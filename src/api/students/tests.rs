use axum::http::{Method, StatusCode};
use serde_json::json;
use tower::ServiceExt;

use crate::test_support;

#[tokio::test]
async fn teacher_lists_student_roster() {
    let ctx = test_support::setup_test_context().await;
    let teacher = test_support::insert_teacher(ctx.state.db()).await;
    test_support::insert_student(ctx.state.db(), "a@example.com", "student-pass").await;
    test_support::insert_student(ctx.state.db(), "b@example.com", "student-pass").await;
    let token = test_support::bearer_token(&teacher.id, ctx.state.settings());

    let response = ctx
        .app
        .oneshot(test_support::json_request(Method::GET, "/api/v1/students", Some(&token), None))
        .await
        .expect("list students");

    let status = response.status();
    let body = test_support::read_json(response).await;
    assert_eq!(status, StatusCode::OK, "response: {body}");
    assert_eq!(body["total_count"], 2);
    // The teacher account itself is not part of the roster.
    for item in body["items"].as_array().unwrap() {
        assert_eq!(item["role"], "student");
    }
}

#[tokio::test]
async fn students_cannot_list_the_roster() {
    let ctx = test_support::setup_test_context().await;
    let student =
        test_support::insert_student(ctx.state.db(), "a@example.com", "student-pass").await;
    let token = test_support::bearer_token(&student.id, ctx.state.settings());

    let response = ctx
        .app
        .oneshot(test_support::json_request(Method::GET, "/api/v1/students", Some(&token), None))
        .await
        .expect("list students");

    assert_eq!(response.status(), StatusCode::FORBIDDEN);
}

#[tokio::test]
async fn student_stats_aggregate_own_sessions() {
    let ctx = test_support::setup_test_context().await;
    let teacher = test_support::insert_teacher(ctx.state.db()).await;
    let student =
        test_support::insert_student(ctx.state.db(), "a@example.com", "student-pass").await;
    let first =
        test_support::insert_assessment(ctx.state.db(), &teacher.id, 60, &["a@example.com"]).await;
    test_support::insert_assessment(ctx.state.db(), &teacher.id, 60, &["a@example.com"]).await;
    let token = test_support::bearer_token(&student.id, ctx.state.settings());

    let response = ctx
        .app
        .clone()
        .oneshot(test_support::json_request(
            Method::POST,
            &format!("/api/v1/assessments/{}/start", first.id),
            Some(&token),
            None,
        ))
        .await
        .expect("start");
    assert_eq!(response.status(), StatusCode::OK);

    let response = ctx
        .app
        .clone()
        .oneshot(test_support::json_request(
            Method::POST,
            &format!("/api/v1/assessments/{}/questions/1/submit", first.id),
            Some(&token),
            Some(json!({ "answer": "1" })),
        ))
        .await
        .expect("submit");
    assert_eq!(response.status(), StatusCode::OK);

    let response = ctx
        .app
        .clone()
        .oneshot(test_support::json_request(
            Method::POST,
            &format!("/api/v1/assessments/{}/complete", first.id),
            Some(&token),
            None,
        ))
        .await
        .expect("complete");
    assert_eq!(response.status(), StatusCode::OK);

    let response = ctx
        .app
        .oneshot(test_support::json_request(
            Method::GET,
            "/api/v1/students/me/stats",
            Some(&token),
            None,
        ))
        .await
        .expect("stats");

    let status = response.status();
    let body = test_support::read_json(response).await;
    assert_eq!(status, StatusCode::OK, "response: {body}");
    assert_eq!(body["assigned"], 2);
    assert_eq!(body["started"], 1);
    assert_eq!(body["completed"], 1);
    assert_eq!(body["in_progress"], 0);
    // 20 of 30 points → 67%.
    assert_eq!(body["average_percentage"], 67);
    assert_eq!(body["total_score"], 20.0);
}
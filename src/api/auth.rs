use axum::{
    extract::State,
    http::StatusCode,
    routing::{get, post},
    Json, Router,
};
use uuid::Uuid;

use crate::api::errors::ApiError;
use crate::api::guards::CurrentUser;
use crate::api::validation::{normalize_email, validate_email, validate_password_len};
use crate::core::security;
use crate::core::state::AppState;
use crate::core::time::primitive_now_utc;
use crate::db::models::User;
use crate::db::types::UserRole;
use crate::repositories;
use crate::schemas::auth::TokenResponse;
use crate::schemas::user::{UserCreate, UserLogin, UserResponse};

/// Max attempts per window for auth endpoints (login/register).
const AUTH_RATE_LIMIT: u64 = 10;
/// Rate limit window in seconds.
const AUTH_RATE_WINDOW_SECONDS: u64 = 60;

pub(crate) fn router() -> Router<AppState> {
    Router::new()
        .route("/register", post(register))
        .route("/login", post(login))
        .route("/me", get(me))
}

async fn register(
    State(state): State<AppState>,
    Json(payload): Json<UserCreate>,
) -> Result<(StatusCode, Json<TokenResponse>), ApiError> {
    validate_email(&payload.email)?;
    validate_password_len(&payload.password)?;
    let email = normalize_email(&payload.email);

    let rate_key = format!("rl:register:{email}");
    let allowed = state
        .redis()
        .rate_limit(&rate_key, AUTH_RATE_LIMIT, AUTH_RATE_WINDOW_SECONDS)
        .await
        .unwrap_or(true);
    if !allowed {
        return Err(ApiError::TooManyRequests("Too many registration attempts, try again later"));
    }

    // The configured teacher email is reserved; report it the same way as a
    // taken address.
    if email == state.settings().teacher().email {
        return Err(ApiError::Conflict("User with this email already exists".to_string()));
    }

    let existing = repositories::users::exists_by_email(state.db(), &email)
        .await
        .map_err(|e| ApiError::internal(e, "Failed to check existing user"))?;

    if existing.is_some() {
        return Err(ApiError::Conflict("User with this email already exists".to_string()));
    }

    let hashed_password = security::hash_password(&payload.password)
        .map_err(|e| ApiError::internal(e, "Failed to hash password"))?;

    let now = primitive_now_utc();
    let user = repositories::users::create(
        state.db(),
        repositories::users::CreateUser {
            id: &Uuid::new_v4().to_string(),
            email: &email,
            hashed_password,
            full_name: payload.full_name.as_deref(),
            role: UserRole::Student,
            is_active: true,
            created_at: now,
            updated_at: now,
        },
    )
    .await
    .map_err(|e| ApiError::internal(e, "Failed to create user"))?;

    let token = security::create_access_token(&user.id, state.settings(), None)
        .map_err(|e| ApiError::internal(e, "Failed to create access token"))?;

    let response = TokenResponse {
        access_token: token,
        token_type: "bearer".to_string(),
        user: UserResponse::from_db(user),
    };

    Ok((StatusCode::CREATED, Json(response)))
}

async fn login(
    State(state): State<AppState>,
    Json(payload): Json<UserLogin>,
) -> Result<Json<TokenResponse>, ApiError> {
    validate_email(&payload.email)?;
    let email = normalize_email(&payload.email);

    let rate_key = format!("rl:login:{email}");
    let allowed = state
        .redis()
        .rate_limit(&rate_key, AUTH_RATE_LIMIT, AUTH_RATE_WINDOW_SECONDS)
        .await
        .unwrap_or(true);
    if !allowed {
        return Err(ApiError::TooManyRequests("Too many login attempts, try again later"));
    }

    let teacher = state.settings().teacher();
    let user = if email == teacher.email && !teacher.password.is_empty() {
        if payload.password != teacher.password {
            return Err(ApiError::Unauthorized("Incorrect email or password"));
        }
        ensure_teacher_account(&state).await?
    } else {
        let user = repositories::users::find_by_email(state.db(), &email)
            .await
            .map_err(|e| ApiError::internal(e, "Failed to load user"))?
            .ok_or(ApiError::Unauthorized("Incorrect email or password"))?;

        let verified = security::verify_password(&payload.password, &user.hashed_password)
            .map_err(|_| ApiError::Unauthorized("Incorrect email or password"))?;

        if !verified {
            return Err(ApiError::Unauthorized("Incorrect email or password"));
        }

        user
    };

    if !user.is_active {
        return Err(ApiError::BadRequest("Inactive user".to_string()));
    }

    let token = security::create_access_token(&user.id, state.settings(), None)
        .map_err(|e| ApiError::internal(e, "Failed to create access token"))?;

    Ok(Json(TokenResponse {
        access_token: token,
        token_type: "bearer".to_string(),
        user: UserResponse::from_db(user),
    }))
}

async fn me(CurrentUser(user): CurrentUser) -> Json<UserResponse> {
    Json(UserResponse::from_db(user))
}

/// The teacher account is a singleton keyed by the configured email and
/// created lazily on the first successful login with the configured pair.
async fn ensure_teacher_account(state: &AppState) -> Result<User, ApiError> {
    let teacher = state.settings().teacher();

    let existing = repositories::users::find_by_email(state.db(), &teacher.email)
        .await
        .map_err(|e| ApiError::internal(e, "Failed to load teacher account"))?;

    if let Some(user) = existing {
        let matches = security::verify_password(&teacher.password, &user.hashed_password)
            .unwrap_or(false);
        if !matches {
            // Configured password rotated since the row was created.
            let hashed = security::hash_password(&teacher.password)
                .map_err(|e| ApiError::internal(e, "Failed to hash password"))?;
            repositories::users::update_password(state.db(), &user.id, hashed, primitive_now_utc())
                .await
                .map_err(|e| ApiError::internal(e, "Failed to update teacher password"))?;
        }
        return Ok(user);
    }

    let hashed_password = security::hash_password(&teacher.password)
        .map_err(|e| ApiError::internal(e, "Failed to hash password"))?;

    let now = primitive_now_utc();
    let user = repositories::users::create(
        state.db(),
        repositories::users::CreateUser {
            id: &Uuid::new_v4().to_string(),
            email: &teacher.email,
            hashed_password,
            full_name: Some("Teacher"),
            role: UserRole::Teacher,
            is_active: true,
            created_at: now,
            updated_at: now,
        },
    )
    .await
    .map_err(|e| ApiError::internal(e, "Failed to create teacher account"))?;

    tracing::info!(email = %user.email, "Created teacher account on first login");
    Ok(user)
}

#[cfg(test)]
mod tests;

==========

Where in the records does the word "Incorrect" appear? Copy each line that holds it.

*EXERCISE OUTPUT*.
            return Err(ApiError::Unauthorized("Incorrect email or password"));
            .ok_or(ApiError::Unauthorized("Incorrect email or password"))?;
            .map_err(|_| ApiError::Unauthorized("Incorrect email or password"))?;
            return Err(ApiError::Unauthorized("Incorrect email or password"));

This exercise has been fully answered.